Babalola K O, Cootes T F, Twining C J, Petrovic V, Taylor C J
Division of Imaging Science and Biomedical Engineering, The University of Manchester, Manchester, UK.
Med Image Comput Comput Assist Interv. 2008;11(Pt 1):401-8. doi: 10.1007/978-3-540-85988-8_48.

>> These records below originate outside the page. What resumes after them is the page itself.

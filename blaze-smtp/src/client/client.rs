use std::sync::Arc;

use blaze_common::{Credentials, tracing};
use tokio::{
    io::{AsyncReadExt, AsyncWriteExt},
    net::TcpStream,
};
use tokio_rustls::{
    TlsConnector,
    client::TlsStream,
    rustls::{
        ClientConfig, DigitallySignedStruct, Error as RustlsError, RootCertStore,
        SignatureScheme,
        client::danger::{HandshakeSignatureValid, ServerCertVerified, ServerCertVerifier},
        pki_types::{CertificateDer, ServerName, UnixTime},
    },
};

use super::{
    error::{ClientError, Result},
    response::Response,
};
use crate::auth;

const BUFFER_SIZE: usize = 8192;

/// Replies larger than this are treated as malformed
const MAX_BUFFER_SIZE: usize = 1024 * 1024;

enum ClientConnection {
    Plain(TcpStream),
    Tls(Box<TlsStream<TcpStream>>),
}

impl ClientConnection {
    async fn send(&mut self, data: &[u8]) -> Result<()> {
        match self {
            Self::Plain(stream) => {
                stream.write_all(data).await?;
                stream.flush().await?;
            }
            Self::Tls(stream) => {
                stream.write_all(data).await?;
                stream.flush().await?;
            }
        }
        Ok(())
    }

    async fn read(&mut self, buf: &mut [u8]) -> Result<usize> {
        let n = match self {
            Self::Plain(stream) => stream.read(buf).await?,
            Self::Tls(stream) => stream.read(buf).await?,
        };

        if n == 0 {
            return Err(ClientError::ConnectionClosed);
        }
        Ok(n)
    }
}

fn tls_config(accept_invalid_certs: bool) -> Result<ClientConfig> {
    let mut roots = RootCertStore::empty();

    let native = rustls_native_certs::load_native_certs();
    if !native.errors.is_empty() {
        tracing::warn!(errors = ?native.errors, "Some native certificates could not be loaded");
    }
    for cert in native.certs {
        roots
            .add(cert)
            .map_err(|e| ClientError::TlsError(format!("Failed to add certificate: {e}")))?;
    }

    let mut config = ClientConfig::builder()
        .with_root_certificates(roots)
        .with_no_client_auth();

    if accept_invalid_certs {
        config
            .dangerous()
            .set_certificate_verifier(Arc::new(NoVerifier));
    }

    Ok(config)
}

/// Accepts any server certificate. Only used when explicitly configured.
#[derive(Debug)]
struct NoVerifier;

impl ServerCertVerifier for NoVerifier {
    fn verify_server_cert(
        &self,
        _end_entity: &CertificateDer<'_>,
        _intermediates: &[CertificateDer<'_>],
        _server_name: &ServerName<'_>,
        _ocsp_response: &[u8],
        _now: UnixTime,
    ) -> std::result::Result<ServerCertVerified, RustlsError> {
        Ok(ServerCertVerified::assertion())
    }

    fn verify_tls12_signature(
        &self,
        _message: &[u8],
        _cert: &CertificateDer<'_>,
        _dss: &DigitallySignedStruct,
    ) -> std::result::Result<HandshakeSignatureValid, RustlsError> {
        Ok(HandshakeSignatureValid::assertion())
    }

    fn verify_tls13_signature(
        &self,
        _message: &[u8],
        _cert: &CertificateDer<'_>,
        _dss: &DigitallySignedStruct,
    ) -> std::result::Result<HandshakeSignatureValid, RustlsError> {
        Ok(HandshakeSignatureValid::assertion())
    }

    fn supported_verify_schemes(&self) -> Vec<SignatureScheme> {
        vec![
            SignatureScheme::RSA_PKCS1_SHA256,
            SignatureScheme::RSA_PSS_SHA256,
            SignatureScheme::ECDSA_NISTP256_SHA256,
            SignatureScheme::ED25519,
        ]
    }
}

/// Normalise `body` to CRLF line endings and dot-stuff it for DATA,
/// appending the terminating `.` line.
#[must_use]
pub fn encode_data(body: &str) -> Vec<u8> {
    let mut out = Vec::with_capacity(body.len() + 16);

    for line in body.lines() {
        if line.starts_with('.') {
            out.push(b'.');
        }
        out.extend_from_slice(line.as_bytes());
        out.extend_from_slice(b"\r\n");
    }

    out.extend_from_slice(b".\r\n");
    out
}

/// A minimal SMTP client for relaying one message at a time.
pub struct SmtpClient {
    connection: ClientConnection,
    buffer: Vec<u8>,
    buffer_pos: usize,
}

impl SmtpClient {
    fn with_connection(connection: ClientConnection) -> Self {
        Self {
            connection,
            buffer: vec![0u8; BUFFER_SIZE],
            buffer_pos: 0,
        }
    }

    /// Connect over plain TCP.
    ///
    /// # Errors
    ///
    /// If the connection can't be established.
    pub async fn connect(addr: &str) -> Result<Self> {
        let stream = TcpStream::connect(addr).await?;
        Ok(Self::with_connection(ClientConnection::Plain(stream)))
    }

    /// Connect and negotiate TLS immediately (implicit TLS, as on port 465).
    ///
    /// # Errors
    ///
    /// If the connection or handshake fails, or `server_name` is invalid.
    pub async fn connect_tls(addr: &str, server_name: &str, accept_invalid_certs: bool) -> Result<Self> {
        let stream = TcpStream::connect(addr).await?;

        let connector = TlsConnector::from(Arc::new(tls_config(accept_invalid_certs)?));
        let name = ServerName::try_from(server_name.to_string())
            .map_err(|e| ClientError::TlsError(format!("Invalid server name: {e}")))?;

        let stream = connector
            .connect(name, stream)
            .await
            .map_err(|e| ClientError::TlsError(e.to_string()))?;

        Ok(Self::with_connection(ClientConnection::Tls(Box::new(stream))))
    }

    /// # Errors
    ///
    /// If the greeting can't be read or parsed.
    pub async fn read_greeting(&mut self) -> Result<Response> {
        self.read_response().await
    }

    /// Send `command` and wait for the reply.
    ///
    /// # Errors
    ///
    /// If writing or reading fails.
    pub async fn command(&mut self, command: &str) -> Result<Response> {
        self.connection
            .send(format!("{command}\r\n").as_bytes())
            .await?;
        self.read_response().await
    }

    /// # Errors
    ///
    /// If writing or reading fails.
    pub async fn ehlo(&mut self, name: &str) -> Result<Response> {
        self.command(&format!("EHLO {name}")).await
    }

    /// `AUTH PLAIN` with the credentials as an initial response.
    ///
    /// # Errors
    ///
    /// If writing or reading fails.
    pub async fn auth_plain(&mut self, credentials: &Credentials) -> Result<Response> {
        let encoded = auth::encode_plain(credentials);
        tracing::trace!("AUTH PLAIN <redacted>");
        self.command(&format!("AUTH PLAIN {encoded}")).await
    }

    /// # Errors
    ///
    /// If writing or reading fails.
    pub async fn mail_from(&mut self, from: &str) -> Result<Response> {
        self.command(&format!("MAIL FROM:<{from}>")).await
    }

    /// # Errors
    ///
    /// If writing or reading fails.
    pub async fn rcpt_to(&mut self, to: &str) -> Result<Response> {
        self.command(&format!("RCPT TO:<{to}>")).await
    }

    /// # Errors
    ///
    /// If writing or reading fails.
    pub async fn data(&mut self) -> Result<Response> {
        self.command("DATA").await
    }

    /// Send the message content after a 354, ending it with `.`.
    ///
    /// # Errors
    ///
    /// If writing or reading fails.
    pub async fn send_data(&mut self, body: &str) -> Result<Response> {
        self.connection.send(&encode_data(body)).await?;
        self.read_response().await
    }

    /// # Errors
    ///
    /// If writing or reading fails.
    pub async fn quit(&mut self) -> Result<Response> {
        self.command("QUIT").await
    }

    async fn read_response(&mut self) -> Result<Response> {
        loop {
            if let Some((response, consumed)) = Response::parse(&self.buffer[..self.buffer_pos])? {
                self.buffer.copy_within(consumed..self.buffer_pos, 0);
                self.buffer_pos -= consumed;
                tracing::trace!(code = response.code, "Received reply");
                return Ok(response);
            }

            if self.buffer_pos >= self.buffer.len() {
                let grown = self.buffer.len() * 2;
                if grown > MAX_BUFFER_SIZE {
                    return Err(ClientError::ParseError(format!(
                        "Response too large (exceeds {MAX_BUFFER_SIZE} bytes)"
                    )));
                }
                self.buffer.resize(grown, 0);
            }

            let n = self.connection.read(&mut self.buffer[self.buffer_pos..]).await?;
            self.buffer_pos += n;
        }
    }
}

We describe an efficient and accurate method for segmenting sets of subcortical structures in 3D MR images of the brain. We first find the approximate position of all the structures using a global Active Appearance Model (AAM). We then refine the shape and position of each structure using a set of individual AAMs trained for each. Finally we produce a detailed segmentation by computing the probability that each voxel belongs to the structure, using regression functions trained for each individual voxel. The models are trained using a large set of labelled images, using a novel variant of 'groupwise' registration to obtain the necessary image correspondences. We evaluate the method on a large dataset, and demonstrate that it achieves results comparable with some of the best published.
我们描述了一种在大脑三维磁共振图像中分割皮质下结构集的高效且准确的方法。我们首先使用全局主动外观模型(AAM)找到所有结构的大致位置。然后,我们使用为每个结构训练的一组单独的AAM来细化每个结构的形状和位置。最后,我们通过计算每个体素属于该结构的概率来生成详细的分割结果,使用为每个单独体素训练的回归函数。这些模型使用大量带标签的图像进行训练,使用一种新颖的“分组”配准变体来获得必要的图像对应关系。我们在一个大型数据集上评估了该方法,并证明它取得了与一些已发表的最佳结果相当的成果。